- Interactive map of boundaries from 2024
- Location within Greater London
- County: Greater London
- Electorate: 76,938 (March 2020)

Current constituency
- Created: 2010
- Member of Parliament: Julia Lopez (Conservative)
- Seats: One
- Created from: Hornchurch, Upminster, Romford

= Hornchurch and Upminster =

UK Parliament constituency (since 2010)

Hornchurch and Upminster is a constituency (Note: A borough constituency (for the purposes of election expenses and type of returning officer)) in Greater London most recently represented in the House of Commons of the UK Parliament (Note: As with all constituencies, the constituency elects one Member of Parliament (MP) by the first past the post system of election at least every five years.) by Julia Lopez, a member of the Conservative Party, who succeeded Angela Watkinson in 2017. Watkinson had been elected in 2010 as the constituency's first MP.

A revision of the boundary in 2024 transferred part of Elm Park (including the London Underground station) to Dagenham and Rainham and a small area between Brentwood Road and The Ravensbourne to Romford.

==Boundaries==
The constituency is composed of the London Borough of Havering wards of Cranham, Emerson Park, Gooshays, Hacton, Harold Wood, Heaton, St Andrew's and Upminster.

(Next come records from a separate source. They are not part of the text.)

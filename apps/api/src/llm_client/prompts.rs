// Cross-cutting prompt fragments shared by every JSON-producing prompt.
// Each feature keeps its own templates in a prompts.rs alongside it.

/// Partial assistant turn that primes the model to continue a JSON object.
/// The model's reply therefore starts *after* this brace.
pub const JSON_PRIMER: &str = "{";

/// Formatting rules appended to prompts whose answer is parsed as JSON.
pub const JSON_FORMAT_RULES: &str = "\
    Double check the JSON format to make sure the keys and formatting are correct. \
    Use double quotes for all keys and string values. \
    Escape any double quote that appears inside a string value as \\\". \
    Do NOT include any text after the closing brace of the JSON object. \
    This is very important.";
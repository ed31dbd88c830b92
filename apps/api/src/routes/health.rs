use axum::Json;
use serde_json::{json, Value};

/// GET /health
/// Returns a simple status object with service version.
pub async fn health_handler() -> Json<Value> {
    Json(json!({
        "status": "ok",
        "version": env!("CARGO_PKG_VERSION"),
        "service": "screenplay-api"
    }))
}

#[cfg(test)]
mod tests {
    use super::*;

    #[tokio::test]
    async fn test_health_reports_service() {
        let Json(body) = health_handler().await;
        assert_eq!(body["status"], "ok");
        assert_eq!(body["service"], "screenplay-api");
    }
}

Further to the 2023 review of Westminster constituencies, which was based on the ward boundaries in place on 1 December 2020, the composition of the constituency from the 2024 general election was reduced slightly to bring it within the permitted electoral range. Parts of the Emerson Park ward, primarily that part of polling district EM2 to the west of the River Ravensbourne, were transferred to Romford; and parts of the St Andrew's and Hacton wards, mainly to the west of Abbs Cross Lane and South End Road, were transferred to Dagenham and Rainham. These minor changes largely reflected the revised ward boundaries following a local government boundary review which came into effect in May 2022.

==History==
The seat was the proposal of the Boundary Commission's fifth periodic review of Westminster constituencies in 2008–9 and was after consultation accepted by Parliament. Hornchurch and Upminster is essentially an expansion of the old Upminster seat to include a chunk of the old Hornchurch seat, specifically Hornchurch itself. Most of the western wards of Hornchurch went to the new Dagenham and Rainham seat.

==Constituency profile==
The easternmost seat in Greater London, it includes the suburbs of Cranham, Emerson Park, Harold Wood, Hornchurch, Upminster and part of Elm Park. The constituency includes the semi-rural Noak Hill and North Ockendon and the large Harold Hill estate, built by the London County Council and completed in 1958.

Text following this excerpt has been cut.